» Exercise description
Give back an exact copy of the lines in the records below, from the line that has "a half-configured one" through the line that has "socket binds to.", and nothing besides.

» Data
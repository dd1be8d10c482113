//! Observability subsystem.
//!
//! # Data Flow
//! ```text
//! All subsystems produce:
//!     → logging.rs (structured log events)
//!     → metrics.rs (counters and gauges)
//!     → events.rs (listener lifecycle events, pluggable sink)
//!
//! Consumers:
//!     → Log aggregation (stdout, file, remote)
//!     → Metrics endpoint (Prometheus scrape)
//!     → Tests observe bind activity through a recording sink
//! ```
//!
//! # Design Decisions
//! - Connection IDs flow through logs for correlation
//! - Metrics are cheap (atomic increments)
//! - Listener events go through a trait object so reconciliation is
//!   observable without depending on a particular logger

pub mod events;
pub mod logging;
pub mod metrics;

pub use events::{BindEvent, BindEventSink, BindOutcome, TracingSink};
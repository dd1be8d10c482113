//! Binding and listen setup for created sockets.
//!
//! # Responsibilities
//! - Bind a descriptor to a resolved endpoint, preserving the OS reason on
//!   failure for operator diagnostics
//! - Put stream descriptors into listening mode and mark them non-blocking
//! - Run the full create→resolve→bind→listen sequence atomically: the
//!   caller receives either a usable record or a guaranteed-closed
//!   descriptor, never a half-configured one
//!
//! # Design Decisions
//! - `bind`/`listen` borrow the socket and never take ownership, so a
//!   failed listen leaves the close with the caller (here: dropping the
//!   local binding in [`bind_listener`])
//! - The UDP-ephemeral sentinel port (−1) is handled at this layer and
//!   never enters the reconciler's key space

use std::net::SocketAddr;

use socket2::{SockAddr, Socket};
use thiserror::Error;

use crate::net::address::{self, AddressError, AddressFamily};
use crate::net::registry::{ListenerKey, ListenerRecord};
use crate::net::socket::{self, SocketError, Transport};

/// Sentinel port requesting an IPv4 any-address, ephemeral-port datagram
/// bind (resolver-style subsystems).
pub const EPHEMERAL_PORT: i32 = -1;

/// OS-level bind failure; the reason string is kept verbatim.
#[derive(Debug, Error)]
#[error("bind failed: {0}")]
pub struct BindError(#[from] std::io::Error);

/// OS-level listen (or non-blocking setup) failure.
#[derive(Debug, Error)]
#[error("listen failed: {0}")]
pub struct ListenError(#[from] std::io::Error);

/// Any failure in the bind sequence for a single desired endpoint.
#[derive(Debug, Error)]
pub enum BindAttemptError {
    #[error(transparent)]
    Address(#[from] AddressError),

    #[error(transparent)]
    Socket(#[from] SocketError),

    #[error(transparent)]
    Bind(#[from] BindError),

    #[error(transparent)]
    Listen(#[from] ListenError),

    #[error("port {0} out of range")]
    PortOutOfRange(i32),
}

/// Resolve a raw bind request to the concrete endpoint a socket binds to.
///
/// Port [`EPHEMERAL_PORT`] is the UDP special case: IPv4 any with port 0.
/// All other ports must fit in 16 bits.
pub fn resolve_endpoint(text: &str, port: i32) -> Result<SocketAddr, BindAttemptError> {
    if port == EPHEMERAL_PORT {
        return Ok(address::wildcard(AddressFamily::V4, 0));
    }
    let port = u16::try_from(port).map_err(|_| BindAttemptError::PortOutOfRange(port))?;
    Ok(address::parse(text, port)?)
}

/// Bind a descriptor to an endpoint.
pub fn bind(socket: &Socket, addr: &SocketAddr) -> Result<(), BindError> {
    socket.bind(&SockAddr::from(*addr)).map_err(BindError::from)
}

/// Put a stream descriptor into listening mode and mark it non-blocking.
pub fn listen(socket: &Socket, backlog: i32) -> Result<(), ListenError> {
    socket.listen(backlog)?;
    socket.set_nonblocking(true)?;
    Ok(())
}

/// Bind a datagram socket to the UDP-ephemeral endpoint.
pub fn bind_ephemeral_datagram(socket: &Socket) -> Result<(), BindAttemptError> {
    let target = resolve_endpoint("", EPHEMERAL_PORT)?;
    bind(socket, &target).map_err(BindAttemptError::from)
}

/// Full bind sequence for one desired listener.
///
/// Wildcard specs take the family the socket factory actually opened, so a
/// host without IPv6 binds 0.0.0.0 rather than failing on `::`. On any
/// error the locally owned descriptor is dropped (closed) before the error
/// is returned; no record is created.
pub fn bind_listener(
    address_text: &str,
    port: u16,
    transport: Transport,
    backlog: i32,
) -> Result<ListenerRecord, BindAttemptError> {
    let text = address::normalize(address_text);

    let (sock, target) = if address::is_wildcard(text) {
        let (sock, family) = socket::create_wildcard(transport)?;
        (sock, address::wildcard(family, port))
    } else {
        let target = address::parse(text, port)?;
        let sock = socket::create(address::family(&target), transport)?;
        (sock, target)
    };

    bind(&sock, &target)?;
    if transport == Transport::Stream {
        listen(&sock, backlog)?;
    }

    Ok(ListenerRecord::new(
        ListenerKey::new(text, port),
        target,
        sock,
        transport,
    ))
}
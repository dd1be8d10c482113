//! Serving subsystem: accept tasks and client sessions.
//!
//! # Data Flow
//! ```text
//! Listener registry (after reconciliation)
//!     → engine.rs (spawn/stop accept tasks, connection limit)
//!     → session.rs (per-connection lifetime, traffic accounting)
//!
//! Session lifetime:
//!     Accepted → Tracked → Serving → Disconnected (slot released)
//! ```
//!
//! # Design Decisions
//! - The engine follows the registry, never the config directly; only
//!   listeners that actually bound get accept tasks
//! - One semaphore bounds connections across all listeners

pub mod engine;
pub mod session;

pub use engine::AcceptEngine;
pub use session::Session;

» Your response
//!   descriptor, never a half-configured one
//!
//! # Design Decisions
//! - `bind`/`listen` borrow the socket and never take ownership, so a
//!   failed listen leaves the close with the caller (here: dropping the
//!   local binding in [`bind_listener`])
//! - The UDP-ephemeral sentinel port (−1) is handled at this layer and
//!   never enters the reconciler's key space

use std::net::SocketAddr;

use socket2::{SockAddr, Socket};
use thiserror::Error;

use crate::net::address::{self, AddressError, AddressFamily};
use crate::net::registry::{ListenerKey, ListenerRecord};
use crate::net::socket::{self, SocketError, Transport};

/// Sentinel port requesting an IPv4 any-address, ephemeral-port datagram
/// bind (resolver-style subsystems).
pub const EPHEMERAL_PORT: i32 = -1;

/// OS-level bind failure; the reason string is kept verbatim.
#[derive(Debug, Error)]
#[error("bind failed: {0}")]
pub struct BindError(#[from] std::io::Error);

/// OS-level listen (or non-blocking setup) failure.
#[derive(Debug, Error)]
#[error("listen failed: {0}")]
pub struct ListenError(#[from] std::io::Error);

/// Any failure in the bind sequence for a single desired endpoint.
#[derive(Debug, Error)]
pub enum BindAttemptError {
    #[error(transparent)]
    Address(#[from] AddressError),

    #[error(transparent)]
    Socket(#[from] SocketError),

    #[error(transparent)]
    Bind(#[from] BindError),

    #[error(transparent)]
    Listen(#[from] ListenError),

    #[error("port {0} out of range")]
    PortOutOfRange(i32),
}

/// Resolve a raw bind request to the concrete endpoint a socket binds to.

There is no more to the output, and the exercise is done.